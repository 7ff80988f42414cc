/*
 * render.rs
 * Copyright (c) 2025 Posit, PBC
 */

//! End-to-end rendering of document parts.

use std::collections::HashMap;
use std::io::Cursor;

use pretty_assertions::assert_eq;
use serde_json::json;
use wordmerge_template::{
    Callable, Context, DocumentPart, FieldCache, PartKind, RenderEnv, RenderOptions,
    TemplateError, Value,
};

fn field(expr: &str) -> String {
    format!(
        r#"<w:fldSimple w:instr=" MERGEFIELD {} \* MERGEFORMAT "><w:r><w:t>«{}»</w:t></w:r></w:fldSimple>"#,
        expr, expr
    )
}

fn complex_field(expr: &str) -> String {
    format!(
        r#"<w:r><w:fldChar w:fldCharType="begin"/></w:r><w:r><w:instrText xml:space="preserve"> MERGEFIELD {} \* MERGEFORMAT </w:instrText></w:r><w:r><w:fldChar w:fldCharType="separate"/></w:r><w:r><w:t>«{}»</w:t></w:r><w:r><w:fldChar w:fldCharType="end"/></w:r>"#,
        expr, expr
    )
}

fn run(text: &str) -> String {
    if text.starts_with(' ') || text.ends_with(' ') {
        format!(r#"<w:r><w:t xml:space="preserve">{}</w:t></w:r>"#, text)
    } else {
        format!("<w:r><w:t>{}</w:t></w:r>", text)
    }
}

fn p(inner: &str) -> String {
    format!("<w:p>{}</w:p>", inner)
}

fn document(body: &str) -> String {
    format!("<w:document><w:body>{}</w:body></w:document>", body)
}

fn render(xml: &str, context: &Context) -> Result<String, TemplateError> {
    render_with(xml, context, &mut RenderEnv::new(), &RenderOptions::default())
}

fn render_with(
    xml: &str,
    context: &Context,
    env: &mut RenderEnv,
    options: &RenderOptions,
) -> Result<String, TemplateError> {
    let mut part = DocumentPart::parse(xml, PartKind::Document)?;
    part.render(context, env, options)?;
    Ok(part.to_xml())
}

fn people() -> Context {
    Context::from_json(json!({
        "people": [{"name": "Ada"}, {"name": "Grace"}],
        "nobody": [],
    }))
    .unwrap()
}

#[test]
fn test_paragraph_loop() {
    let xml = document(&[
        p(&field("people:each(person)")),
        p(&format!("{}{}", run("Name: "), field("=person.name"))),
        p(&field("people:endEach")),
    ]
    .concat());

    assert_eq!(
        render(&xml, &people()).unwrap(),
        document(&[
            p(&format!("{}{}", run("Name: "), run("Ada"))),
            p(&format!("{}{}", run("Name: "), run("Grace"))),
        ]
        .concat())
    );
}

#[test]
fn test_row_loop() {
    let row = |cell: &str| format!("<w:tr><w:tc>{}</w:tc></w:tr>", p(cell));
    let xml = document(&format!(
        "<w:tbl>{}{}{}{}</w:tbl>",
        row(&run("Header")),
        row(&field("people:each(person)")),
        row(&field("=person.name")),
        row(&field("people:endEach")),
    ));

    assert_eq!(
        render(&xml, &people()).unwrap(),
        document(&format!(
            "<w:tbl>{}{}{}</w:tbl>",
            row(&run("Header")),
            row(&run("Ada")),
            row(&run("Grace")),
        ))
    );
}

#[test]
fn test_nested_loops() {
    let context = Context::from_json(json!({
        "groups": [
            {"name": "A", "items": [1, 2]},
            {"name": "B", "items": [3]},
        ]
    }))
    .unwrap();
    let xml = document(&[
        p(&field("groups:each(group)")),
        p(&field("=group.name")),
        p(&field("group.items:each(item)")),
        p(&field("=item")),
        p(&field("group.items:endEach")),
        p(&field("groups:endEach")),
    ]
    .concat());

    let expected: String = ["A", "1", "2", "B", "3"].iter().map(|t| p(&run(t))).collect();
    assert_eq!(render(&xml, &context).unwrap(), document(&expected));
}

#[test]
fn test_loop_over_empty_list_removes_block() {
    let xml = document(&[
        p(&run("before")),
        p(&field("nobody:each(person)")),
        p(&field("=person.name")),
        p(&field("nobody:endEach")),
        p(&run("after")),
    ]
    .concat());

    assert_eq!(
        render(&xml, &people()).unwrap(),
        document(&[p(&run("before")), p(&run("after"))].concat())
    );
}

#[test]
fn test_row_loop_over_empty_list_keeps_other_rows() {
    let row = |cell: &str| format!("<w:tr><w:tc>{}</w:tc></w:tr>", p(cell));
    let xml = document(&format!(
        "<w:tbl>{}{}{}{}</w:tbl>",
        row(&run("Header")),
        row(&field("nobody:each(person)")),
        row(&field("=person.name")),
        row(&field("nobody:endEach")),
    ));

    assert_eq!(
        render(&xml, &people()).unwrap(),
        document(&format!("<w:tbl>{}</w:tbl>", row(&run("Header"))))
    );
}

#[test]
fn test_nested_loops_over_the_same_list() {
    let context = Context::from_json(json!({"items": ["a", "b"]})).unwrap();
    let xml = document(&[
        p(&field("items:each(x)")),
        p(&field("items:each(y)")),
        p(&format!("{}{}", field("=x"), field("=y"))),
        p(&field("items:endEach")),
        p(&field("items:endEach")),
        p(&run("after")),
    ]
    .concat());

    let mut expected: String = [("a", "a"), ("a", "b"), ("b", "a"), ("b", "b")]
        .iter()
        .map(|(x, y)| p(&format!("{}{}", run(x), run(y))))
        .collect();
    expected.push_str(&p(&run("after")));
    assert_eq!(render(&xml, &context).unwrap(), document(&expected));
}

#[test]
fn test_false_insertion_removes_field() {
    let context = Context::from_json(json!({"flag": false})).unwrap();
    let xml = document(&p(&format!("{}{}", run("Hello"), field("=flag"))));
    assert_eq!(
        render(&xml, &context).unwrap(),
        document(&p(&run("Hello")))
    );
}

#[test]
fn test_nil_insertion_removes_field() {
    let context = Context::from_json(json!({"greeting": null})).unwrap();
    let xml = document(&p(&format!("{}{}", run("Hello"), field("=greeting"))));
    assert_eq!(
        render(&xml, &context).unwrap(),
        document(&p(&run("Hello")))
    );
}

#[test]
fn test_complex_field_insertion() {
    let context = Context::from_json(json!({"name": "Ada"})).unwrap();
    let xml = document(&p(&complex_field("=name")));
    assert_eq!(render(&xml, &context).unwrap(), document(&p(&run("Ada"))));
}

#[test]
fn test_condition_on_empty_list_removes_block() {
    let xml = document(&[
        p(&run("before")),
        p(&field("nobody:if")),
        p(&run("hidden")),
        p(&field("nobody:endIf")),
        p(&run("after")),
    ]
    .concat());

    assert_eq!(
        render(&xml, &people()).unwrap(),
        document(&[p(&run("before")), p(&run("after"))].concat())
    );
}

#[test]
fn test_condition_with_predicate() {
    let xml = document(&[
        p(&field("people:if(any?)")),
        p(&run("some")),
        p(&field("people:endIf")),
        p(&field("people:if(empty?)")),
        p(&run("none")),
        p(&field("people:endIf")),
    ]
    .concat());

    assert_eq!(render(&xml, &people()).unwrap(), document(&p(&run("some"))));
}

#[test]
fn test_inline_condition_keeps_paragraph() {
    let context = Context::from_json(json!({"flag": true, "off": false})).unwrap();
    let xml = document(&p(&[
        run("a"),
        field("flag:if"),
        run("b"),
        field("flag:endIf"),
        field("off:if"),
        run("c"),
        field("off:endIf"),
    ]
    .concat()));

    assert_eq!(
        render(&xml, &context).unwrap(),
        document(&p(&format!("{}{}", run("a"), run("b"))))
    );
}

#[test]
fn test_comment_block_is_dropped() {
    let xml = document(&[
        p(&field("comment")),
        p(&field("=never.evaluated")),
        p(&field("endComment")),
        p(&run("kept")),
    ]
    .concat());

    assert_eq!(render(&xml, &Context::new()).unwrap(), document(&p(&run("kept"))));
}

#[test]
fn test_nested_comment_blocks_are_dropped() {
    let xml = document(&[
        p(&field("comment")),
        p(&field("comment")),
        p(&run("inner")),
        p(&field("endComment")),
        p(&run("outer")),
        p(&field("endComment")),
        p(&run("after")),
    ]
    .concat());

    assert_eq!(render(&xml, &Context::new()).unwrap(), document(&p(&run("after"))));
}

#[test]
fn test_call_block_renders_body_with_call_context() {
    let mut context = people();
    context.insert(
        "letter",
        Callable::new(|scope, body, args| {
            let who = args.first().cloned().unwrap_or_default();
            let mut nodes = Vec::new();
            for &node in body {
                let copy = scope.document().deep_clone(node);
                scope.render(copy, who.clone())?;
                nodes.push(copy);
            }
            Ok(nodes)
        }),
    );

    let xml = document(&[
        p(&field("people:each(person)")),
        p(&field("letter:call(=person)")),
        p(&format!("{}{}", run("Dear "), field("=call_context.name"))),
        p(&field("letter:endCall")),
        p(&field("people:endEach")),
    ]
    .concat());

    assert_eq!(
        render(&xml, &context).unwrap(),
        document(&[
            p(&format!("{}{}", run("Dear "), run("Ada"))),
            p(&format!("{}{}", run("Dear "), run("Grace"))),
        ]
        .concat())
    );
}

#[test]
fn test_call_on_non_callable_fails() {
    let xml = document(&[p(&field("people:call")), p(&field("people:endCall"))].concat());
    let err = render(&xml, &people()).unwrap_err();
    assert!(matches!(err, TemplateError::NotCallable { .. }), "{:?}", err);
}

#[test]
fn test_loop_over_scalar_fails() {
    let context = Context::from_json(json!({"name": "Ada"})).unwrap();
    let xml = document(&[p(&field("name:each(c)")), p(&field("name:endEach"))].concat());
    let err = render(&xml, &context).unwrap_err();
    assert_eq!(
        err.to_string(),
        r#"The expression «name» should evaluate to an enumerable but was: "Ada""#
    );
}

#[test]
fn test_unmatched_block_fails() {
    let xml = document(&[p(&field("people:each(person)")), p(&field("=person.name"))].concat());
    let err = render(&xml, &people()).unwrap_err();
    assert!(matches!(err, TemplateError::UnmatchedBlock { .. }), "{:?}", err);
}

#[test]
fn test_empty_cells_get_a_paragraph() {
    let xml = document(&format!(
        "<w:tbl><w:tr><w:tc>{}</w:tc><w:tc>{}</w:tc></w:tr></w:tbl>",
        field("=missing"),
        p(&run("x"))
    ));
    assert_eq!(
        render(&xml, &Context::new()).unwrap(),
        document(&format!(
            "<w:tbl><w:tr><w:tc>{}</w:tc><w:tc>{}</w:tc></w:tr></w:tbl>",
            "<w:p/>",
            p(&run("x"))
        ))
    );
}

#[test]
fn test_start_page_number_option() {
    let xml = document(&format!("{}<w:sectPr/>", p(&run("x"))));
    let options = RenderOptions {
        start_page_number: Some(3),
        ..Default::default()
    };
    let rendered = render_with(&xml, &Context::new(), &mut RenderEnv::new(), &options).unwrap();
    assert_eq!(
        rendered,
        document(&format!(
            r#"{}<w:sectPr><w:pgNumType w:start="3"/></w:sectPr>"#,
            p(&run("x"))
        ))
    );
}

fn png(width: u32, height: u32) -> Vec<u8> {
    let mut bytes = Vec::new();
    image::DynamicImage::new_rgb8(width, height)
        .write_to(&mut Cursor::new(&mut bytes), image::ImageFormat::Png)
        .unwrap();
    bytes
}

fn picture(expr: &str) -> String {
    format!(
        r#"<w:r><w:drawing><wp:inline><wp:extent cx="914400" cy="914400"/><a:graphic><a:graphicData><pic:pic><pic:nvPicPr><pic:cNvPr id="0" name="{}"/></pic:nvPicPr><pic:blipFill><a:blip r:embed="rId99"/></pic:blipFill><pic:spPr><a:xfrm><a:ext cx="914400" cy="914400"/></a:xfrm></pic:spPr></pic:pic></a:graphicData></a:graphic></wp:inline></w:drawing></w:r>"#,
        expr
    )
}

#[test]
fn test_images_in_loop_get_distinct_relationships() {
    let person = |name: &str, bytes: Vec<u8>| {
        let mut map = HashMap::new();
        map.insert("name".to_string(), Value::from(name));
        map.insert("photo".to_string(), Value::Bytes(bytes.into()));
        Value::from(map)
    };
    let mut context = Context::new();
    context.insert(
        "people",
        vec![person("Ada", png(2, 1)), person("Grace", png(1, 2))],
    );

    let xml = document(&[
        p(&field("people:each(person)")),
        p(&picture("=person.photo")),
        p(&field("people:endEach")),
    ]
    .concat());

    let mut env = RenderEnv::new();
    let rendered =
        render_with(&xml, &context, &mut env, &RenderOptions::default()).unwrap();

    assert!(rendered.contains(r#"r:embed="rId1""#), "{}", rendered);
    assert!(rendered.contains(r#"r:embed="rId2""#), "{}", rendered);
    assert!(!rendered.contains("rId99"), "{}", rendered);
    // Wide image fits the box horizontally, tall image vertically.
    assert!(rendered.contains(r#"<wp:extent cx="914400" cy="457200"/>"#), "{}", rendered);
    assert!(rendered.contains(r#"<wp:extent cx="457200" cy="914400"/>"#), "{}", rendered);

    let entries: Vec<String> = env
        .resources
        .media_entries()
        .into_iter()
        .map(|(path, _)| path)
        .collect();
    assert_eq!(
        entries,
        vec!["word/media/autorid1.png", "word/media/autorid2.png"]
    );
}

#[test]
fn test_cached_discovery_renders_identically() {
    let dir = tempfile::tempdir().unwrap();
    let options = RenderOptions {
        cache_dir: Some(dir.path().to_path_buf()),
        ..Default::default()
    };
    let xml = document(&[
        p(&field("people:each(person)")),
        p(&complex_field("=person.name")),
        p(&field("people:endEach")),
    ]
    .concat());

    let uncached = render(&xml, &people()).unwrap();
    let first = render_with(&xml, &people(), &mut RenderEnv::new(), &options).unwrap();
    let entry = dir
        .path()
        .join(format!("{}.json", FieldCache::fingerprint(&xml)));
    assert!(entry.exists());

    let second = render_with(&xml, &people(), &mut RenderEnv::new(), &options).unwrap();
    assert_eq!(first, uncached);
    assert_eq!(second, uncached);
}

• • • •

• Aim of the exercise
In the listing above, find every line with the string "height" and state how many there are, with no other words.

• Response to the exercise
2